Collected data entries:

________________________________________

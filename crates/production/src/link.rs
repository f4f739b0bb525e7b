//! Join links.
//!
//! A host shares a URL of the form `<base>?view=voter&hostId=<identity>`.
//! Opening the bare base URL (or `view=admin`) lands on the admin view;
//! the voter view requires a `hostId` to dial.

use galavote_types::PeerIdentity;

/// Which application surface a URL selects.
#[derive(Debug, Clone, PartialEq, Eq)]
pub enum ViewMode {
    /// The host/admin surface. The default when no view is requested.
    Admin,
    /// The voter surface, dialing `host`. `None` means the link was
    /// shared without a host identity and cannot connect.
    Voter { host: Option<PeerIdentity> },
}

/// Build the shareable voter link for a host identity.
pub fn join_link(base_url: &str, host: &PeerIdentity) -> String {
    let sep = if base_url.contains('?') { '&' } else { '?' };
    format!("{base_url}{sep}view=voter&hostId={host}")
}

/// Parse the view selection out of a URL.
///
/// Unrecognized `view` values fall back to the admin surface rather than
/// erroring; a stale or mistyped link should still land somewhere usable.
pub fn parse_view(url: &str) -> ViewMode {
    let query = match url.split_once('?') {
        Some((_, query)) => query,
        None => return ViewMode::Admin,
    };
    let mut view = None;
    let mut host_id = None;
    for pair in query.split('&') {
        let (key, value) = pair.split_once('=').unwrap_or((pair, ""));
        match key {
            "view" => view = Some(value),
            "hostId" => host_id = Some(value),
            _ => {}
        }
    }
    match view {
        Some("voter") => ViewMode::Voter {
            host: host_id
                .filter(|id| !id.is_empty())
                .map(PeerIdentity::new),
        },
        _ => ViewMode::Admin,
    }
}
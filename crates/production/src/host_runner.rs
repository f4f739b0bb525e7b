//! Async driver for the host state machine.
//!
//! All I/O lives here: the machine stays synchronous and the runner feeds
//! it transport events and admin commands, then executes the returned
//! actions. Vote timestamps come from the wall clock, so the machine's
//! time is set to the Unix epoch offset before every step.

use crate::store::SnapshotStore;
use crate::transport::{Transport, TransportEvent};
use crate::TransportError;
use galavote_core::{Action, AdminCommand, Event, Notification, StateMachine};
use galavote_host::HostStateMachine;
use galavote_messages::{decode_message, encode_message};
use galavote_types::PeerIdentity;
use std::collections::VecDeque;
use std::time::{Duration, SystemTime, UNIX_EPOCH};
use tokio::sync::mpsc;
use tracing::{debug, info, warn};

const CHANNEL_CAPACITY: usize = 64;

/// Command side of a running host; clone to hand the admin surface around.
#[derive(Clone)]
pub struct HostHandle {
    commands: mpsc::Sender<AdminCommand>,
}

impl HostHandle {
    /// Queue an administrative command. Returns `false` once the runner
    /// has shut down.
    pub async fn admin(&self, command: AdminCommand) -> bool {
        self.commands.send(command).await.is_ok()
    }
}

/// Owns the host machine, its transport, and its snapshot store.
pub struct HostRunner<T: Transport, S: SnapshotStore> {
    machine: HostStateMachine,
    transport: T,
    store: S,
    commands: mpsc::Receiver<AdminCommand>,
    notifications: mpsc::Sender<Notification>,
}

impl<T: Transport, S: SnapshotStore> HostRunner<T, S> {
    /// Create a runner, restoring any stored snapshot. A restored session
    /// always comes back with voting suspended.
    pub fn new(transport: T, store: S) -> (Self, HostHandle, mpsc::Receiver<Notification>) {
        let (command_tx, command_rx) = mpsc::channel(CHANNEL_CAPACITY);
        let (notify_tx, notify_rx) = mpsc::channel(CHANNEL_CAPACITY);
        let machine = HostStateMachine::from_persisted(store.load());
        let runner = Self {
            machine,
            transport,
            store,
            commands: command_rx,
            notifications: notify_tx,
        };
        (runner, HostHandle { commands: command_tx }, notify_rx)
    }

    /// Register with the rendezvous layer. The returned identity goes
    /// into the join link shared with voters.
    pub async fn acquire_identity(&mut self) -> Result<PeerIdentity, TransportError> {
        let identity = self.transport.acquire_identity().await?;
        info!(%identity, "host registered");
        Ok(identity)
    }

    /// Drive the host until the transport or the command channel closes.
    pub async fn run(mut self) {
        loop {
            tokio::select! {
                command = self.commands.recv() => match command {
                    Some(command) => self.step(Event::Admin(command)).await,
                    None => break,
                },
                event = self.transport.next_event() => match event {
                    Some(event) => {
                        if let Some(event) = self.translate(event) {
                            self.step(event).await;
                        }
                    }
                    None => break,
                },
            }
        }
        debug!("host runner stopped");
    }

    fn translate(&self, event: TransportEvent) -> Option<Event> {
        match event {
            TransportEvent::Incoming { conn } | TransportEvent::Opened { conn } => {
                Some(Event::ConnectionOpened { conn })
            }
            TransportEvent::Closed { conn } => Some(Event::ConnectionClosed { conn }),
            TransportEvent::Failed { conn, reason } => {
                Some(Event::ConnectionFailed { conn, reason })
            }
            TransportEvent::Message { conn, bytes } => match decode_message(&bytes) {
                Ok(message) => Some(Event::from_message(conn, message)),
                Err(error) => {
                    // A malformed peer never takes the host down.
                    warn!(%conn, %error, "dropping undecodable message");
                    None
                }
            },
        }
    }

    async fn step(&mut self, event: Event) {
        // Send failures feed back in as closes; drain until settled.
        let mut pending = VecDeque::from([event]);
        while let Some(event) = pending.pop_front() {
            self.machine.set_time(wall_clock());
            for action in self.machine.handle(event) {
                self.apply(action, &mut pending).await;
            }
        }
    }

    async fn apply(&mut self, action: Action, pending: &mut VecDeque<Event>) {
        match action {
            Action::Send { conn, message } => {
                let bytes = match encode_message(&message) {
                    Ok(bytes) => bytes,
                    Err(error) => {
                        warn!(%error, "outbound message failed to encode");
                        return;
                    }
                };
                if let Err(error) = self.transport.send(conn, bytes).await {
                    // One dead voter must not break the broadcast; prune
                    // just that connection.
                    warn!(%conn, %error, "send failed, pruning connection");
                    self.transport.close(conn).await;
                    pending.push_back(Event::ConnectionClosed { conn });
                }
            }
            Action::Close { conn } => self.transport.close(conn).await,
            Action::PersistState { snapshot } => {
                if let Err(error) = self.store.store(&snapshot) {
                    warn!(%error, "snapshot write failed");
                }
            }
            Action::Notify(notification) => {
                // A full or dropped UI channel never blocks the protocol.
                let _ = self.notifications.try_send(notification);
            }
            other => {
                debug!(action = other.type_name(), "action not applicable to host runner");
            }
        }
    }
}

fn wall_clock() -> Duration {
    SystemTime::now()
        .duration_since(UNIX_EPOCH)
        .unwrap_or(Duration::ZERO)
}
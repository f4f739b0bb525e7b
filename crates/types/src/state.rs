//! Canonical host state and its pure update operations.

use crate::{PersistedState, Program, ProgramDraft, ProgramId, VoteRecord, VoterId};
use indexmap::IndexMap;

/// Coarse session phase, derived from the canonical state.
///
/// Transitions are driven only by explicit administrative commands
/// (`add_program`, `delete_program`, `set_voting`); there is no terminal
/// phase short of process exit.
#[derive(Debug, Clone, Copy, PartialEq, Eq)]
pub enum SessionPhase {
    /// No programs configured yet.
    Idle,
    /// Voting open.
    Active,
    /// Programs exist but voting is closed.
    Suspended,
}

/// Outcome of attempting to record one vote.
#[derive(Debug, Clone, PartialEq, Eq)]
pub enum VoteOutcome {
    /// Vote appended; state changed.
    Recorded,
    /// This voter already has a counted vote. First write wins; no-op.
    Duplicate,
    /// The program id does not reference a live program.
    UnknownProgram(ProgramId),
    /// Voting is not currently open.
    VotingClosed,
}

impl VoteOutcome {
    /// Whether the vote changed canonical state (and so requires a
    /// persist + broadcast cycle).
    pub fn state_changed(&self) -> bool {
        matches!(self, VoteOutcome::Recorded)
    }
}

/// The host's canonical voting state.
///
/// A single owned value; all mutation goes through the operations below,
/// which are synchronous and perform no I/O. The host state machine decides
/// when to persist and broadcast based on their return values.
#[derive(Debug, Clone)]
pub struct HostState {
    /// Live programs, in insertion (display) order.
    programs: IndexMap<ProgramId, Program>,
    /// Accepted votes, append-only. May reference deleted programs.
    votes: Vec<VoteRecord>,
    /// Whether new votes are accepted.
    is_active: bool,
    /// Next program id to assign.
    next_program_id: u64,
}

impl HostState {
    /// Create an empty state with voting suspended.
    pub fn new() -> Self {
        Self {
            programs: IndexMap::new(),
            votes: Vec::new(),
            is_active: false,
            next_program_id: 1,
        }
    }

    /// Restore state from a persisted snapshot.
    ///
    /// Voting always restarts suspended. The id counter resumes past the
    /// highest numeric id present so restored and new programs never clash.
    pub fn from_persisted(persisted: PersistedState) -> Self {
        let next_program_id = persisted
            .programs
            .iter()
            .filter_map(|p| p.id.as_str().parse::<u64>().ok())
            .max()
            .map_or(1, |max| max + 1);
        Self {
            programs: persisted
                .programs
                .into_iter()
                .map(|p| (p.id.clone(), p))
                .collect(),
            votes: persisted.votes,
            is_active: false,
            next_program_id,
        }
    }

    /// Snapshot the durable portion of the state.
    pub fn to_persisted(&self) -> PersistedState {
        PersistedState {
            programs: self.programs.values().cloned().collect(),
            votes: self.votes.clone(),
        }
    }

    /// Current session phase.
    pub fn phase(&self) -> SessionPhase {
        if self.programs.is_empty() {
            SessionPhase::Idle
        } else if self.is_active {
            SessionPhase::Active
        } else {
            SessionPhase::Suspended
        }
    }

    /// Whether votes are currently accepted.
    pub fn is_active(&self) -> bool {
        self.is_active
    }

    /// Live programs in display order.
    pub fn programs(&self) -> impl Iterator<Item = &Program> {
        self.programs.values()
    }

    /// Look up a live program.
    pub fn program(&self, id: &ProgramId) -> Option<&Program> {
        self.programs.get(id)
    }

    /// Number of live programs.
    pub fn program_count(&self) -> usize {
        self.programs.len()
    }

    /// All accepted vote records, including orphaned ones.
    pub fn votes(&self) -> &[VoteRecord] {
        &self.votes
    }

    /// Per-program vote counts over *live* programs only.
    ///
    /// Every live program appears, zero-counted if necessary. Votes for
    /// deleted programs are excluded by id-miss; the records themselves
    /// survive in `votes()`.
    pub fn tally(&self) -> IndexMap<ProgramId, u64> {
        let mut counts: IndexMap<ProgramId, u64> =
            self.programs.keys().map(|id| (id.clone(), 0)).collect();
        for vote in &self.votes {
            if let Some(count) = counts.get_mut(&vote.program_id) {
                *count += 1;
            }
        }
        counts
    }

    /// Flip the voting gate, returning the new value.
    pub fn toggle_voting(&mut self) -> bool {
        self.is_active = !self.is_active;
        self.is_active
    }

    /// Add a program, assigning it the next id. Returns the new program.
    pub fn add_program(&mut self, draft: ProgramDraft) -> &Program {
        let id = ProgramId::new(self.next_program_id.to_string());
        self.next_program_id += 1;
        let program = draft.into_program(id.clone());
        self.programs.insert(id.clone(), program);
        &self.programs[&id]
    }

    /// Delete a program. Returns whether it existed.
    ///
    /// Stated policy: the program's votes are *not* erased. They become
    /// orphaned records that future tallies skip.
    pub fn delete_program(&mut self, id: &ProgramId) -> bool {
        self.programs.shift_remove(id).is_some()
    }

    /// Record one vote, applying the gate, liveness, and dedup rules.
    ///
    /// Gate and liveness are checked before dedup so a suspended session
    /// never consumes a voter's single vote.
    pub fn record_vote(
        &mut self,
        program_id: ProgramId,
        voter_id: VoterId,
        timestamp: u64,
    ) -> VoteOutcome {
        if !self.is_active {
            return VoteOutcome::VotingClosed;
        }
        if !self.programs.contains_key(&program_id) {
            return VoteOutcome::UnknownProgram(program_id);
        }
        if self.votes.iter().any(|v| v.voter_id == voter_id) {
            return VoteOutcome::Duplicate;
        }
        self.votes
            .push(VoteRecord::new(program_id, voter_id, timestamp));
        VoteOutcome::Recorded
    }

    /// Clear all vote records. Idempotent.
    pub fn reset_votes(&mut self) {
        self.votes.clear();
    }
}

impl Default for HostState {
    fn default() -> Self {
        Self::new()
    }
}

________________________________________

— WHAT TO PRODUCE —
Both the first line of the records above and the line containing "pub fn join_link(base_url: &str, host: &PeerIdentity)" are to be transcribed exactly, together with every line between them, and nothing else.

— RESPONSE FOR THIS EXERCISE —
filename crates/production/src/link.rs
repository f4f739b0bb525e7b
//! Join links.
//!
//! A host shares a URL of the form `<base>?view=voter&hostId=<identity>`.
//! Opening the bare base URL (or `view=admin`) lands on the admin view;
//! the voter view requires a `hostId` to dial.

use galavote_types::PeerIdentity;

/// Which application surface a URL selects.
#[derive(Debug, Clone, PartialEq, Eq)]
pub enum ViewMode {
    /// The host/admin surface. The default when no view is requested.
    Admin,
    /// The voter surface, dialing `host`. `None` means the link was
    /// shared without a host identity and cannot connect.
    Voter { host: Option<PeerIdentity> },
}

/// Build the shareable voter link for a host identity.
pub fn join_link(base_url: &str, host: &PeerIdentity) -> String {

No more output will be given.